Objective: Ataxia telangiectasia (A-T) is a rare, genetic disease. Data regarding gastrointestinal and nutritional aspects in A-T are scarce. We aimed to describe the gastrointestinal and nutritional manifestation during a long term follow-up in a national cohort of A-T patients.

Methods: A retrospective chart review of 53 A-T patients, followed 1986 - 2015. Demographic characteristics, nutritional parameters, laboratory tests, video-fluoroscopic swallow studies, information on gastrostomy tube insertion and malignancies were retrieved. BMI was converted to BMI-Z score for age and gender. We compared the age specific caloric intake of A-T patients to the expected energy requirement (EER) of a healthy population with light physical activity- physical activity level (PAL) 1.5.

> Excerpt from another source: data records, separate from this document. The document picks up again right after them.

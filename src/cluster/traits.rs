//! Clustering traits.

use super::collection::CoordinateCollection;
use crate::error::Result;

/// Trait for clustering algorithms over a coordinate collection.
pub trait Clusterer {
    /// Partitions `coordinates`, writing each member's resulting tag back in
    /// place and keeping the partition in [`Clusterer::clusters`].
    fn analyse(&mut self, coordinates: &mut CoordinateCollection) -> Result<()>;

    /// Clusters found by the last [`Clusterer::analyse`] call, indexed from 0.
    fn clusters(&self) -> &[CoordinateCollection];
}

Results: 53 patients, 28 (53%) males, aged 14.6±5.2 years, were included. BMIZ-score inversely correlated with age (r=0.48, p<0.004). During early childhood, BMIZ-scores spanned the normal range. Decline in BMI percentiles was observed after the age of 4 years in males and 7 years in females. Percentage of caloric intake (compared to EER in healthy population with PAL 1.5) had negative correlation with age, (r=-0.5, p<0.002). Cough and choking during meals correlated with decline in weight, (p<0.002). PEG insertion led to increase in BMIZ

Conclusions: There is a progressive growth failure and low nutritional intake with age in A-T patients, starting in early childhood in males, and more prominent in patients with upper respiratory symptoms during meals. A pro-active approach towards children with A-T, and earlier PEG insertion as soon as the BMIZ start decreasing should be considered.